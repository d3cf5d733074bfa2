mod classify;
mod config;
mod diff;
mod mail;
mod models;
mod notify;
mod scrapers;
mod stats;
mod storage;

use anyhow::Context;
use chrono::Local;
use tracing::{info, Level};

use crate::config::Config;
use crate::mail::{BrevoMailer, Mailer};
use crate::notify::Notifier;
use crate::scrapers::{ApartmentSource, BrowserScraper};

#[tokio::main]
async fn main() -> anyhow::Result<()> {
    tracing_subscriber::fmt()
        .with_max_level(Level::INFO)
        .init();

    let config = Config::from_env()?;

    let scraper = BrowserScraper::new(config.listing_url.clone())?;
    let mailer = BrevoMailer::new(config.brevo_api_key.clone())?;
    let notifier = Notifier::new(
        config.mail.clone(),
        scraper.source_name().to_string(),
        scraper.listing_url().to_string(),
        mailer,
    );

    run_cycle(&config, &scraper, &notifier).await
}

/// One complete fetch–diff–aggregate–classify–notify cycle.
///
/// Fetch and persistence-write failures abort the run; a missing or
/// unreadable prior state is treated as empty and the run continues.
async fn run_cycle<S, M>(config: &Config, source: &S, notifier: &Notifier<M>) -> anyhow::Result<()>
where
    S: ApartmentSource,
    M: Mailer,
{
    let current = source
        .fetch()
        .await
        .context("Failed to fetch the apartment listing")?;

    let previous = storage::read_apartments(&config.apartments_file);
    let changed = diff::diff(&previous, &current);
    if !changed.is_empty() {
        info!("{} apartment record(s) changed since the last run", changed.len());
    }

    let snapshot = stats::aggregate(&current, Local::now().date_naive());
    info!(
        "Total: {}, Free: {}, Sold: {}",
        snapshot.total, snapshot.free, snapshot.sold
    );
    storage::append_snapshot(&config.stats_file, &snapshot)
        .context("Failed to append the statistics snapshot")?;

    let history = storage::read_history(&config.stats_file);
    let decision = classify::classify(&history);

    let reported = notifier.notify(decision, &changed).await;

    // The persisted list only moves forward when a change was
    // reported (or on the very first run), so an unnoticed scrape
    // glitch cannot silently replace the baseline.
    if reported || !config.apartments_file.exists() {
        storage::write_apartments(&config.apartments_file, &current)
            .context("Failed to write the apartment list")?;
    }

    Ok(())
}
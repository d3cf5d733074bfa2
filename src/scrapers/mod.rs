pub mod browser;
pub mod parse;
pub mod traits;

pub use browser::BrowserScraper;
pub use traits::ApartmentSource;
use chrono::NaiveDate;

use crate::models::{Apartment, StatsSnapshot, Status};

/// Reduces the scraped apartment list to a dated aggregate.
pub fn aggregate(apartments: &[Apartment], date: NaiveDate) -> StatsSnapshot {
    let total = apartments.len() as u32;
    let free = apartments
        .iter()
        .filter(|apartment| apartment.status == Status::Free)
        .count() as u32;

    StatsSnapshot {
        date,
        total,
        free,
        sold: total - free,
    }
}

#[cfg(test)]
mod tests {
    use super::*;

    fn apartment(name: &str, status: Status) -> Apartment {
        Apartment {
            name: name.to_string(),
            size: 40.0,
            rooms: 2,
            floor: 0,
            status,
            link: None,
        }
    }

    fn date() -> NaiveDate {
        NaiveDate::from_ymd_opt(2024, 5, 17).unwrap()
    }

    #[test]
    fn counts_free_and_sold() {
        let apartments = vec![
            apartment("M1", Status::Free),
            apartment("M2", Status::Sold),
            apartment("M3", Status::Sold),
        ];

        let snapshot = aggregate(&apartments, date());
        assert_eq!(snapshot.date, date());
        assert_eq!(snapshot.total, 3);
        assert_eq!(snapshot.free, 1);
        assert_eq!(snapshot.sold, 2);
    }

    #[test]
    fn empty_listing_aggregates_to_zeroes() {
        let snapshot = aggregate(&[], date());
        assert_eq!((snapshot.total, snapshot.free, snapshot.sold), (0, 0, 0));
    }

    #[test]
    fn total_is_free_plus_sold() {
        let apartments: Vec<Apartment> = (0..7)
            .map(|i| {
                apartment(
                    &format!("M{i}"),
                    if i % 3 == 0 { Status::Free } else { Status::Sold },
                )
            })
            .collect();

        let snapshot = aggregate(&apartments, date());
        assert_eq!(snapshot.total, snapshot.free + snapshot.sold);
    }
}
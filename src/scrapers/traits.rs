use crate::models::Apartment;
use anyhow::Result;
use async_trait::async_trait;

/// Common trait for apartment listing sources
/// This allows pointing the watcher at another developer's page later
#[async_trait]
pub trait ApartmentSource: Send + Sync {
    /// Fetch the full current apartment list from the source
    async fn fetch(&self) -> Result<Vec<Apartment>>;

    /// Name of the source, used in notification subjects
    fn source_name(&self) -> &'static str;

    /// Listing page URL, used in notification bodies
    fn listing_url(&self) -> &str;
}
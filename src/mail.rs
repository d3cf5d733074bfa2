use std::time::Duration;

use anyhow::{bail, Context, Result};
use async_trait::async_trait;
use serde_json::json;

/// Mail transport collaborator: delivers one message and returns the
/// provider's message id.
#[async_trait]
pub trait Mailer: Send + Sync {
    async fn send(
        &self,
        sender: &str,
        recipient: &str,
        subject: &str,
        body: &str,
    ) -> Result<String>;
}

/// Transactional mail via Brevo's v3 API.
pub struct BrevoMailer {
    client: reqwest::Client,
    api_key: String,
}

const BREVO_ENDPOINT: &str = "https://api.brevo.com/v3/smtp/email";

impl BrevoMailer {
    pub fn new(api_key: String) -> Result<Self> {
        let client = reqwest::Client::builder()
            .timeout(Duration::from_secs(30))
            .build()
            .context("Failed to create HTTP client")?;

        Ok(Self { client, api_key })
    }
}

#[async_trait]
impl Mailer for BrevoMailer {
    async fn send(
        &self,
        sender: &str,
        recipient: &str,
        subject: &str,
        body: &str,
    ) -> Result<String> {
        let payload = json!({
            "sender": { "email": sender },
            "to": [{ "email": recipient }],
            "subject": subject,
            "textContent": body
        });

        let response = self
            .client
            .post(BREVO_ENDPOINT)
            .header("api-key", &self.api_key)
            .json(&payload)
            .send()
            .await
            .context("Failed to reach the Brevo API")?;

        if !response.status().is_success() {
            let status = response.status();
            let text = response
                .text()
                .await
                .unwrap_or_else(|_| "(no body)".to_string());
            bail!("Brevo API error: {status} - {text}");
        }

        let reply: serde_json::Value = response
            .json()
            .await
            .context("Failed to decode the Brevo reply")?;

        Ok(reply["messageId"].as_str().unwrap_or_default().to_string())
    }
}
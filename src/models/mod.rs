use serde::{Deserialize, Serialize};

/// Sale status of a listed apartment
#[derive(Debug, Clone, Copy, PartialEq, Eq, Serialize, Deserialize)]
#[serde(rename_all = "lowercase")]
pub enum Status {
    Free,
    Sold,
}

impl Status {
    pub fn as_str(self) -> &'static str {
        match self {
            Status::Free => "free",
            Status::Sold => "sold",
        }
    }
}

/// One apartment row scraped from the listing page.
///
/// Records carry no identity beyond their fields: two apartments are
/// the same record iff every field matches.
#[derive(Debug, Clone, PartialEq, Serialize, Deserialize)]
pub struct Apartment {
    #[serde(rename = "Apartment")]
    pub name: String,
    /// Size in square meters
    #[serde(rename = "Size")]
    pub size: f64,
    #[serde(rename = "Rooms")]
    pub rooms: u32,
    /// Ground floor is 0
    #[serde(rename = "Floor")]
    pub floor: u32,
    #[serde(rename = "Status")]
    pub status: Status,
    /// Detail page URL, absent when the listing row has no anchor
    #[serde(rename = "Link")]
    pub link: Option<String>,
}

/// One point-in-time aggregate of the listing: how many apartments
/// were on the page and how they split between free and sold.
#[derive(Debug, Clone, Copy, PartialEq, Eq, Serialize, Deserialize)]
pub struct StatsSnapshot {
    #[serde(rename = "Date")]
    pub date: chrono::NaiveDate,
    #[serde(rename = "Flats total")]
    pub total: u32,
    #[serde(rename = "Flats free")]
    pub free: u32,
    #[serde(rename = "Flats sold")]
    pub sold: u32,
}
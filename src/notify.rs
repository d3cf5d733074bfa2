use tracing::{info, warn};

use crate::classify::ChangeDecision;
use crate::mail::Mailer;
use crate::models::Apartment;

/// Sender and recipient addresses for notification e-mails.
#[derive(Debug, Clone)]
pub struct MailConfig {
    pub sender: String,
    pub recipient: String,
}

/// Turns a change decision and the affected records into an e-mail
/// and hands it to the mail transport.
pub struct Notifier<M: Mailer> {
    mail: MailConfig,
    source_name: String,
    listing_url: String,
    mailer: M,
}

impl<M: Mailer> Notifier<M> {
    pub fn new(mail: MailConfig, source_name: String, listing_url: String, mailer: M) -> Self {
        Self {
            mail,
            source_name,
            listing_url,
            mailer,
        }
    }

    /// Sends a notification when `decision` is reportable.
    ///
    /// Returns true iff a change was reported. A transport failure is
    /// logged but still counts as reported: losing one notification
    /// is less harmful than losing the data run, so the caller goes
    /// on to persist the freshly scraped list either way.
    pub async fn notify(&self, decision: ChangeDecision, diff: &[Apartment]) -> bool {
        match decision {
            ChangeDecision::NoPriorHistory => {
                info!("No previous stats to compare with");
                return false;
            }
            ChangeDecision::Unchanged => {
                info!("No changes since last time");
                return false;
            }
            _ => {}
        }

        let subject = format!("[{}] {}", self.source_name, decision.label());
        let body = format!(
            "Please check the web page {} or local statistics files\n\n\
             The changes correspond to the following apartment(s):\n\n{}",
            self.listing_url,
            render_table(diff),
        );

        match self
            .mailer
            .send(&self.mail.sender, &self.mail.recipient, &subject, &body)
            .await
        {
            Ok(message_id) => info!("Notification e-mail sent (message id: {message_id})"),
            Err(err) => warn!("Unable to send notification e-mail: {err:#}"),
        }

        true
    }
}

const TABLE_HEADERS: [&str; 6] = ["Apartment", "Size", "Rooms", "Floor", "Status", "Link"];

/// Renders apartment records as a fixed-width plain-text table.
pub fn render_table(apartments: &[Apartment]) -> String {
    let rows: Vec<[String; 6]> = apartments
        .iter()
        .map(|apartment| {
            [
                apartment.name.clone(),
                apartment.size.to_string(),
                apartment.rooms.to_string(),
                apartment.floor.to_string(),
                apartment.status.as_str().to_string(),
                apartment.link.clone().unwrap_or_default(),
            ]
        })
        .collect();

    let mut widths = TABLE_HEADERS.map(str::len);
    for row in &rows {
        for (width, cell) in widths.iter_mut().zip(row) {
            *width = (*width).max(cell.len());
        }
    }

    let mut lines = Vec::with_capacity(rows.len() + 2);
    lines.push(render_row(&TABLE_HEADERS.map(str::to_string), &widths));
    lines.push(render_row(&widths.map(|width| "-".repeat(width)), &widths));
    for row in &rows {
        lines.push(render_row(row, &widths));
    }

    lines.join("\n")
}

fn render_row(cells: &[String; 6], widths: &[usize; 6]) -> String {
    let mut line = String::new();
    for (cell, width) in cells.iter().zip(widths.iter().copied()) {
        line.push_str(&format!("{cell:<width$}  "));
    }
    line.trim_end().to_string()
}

**PROBLEM REQUIREMENTS:** Please count the lines in the records that contain "const" and reply with the count alone.

**TASK RESPONSE:** 2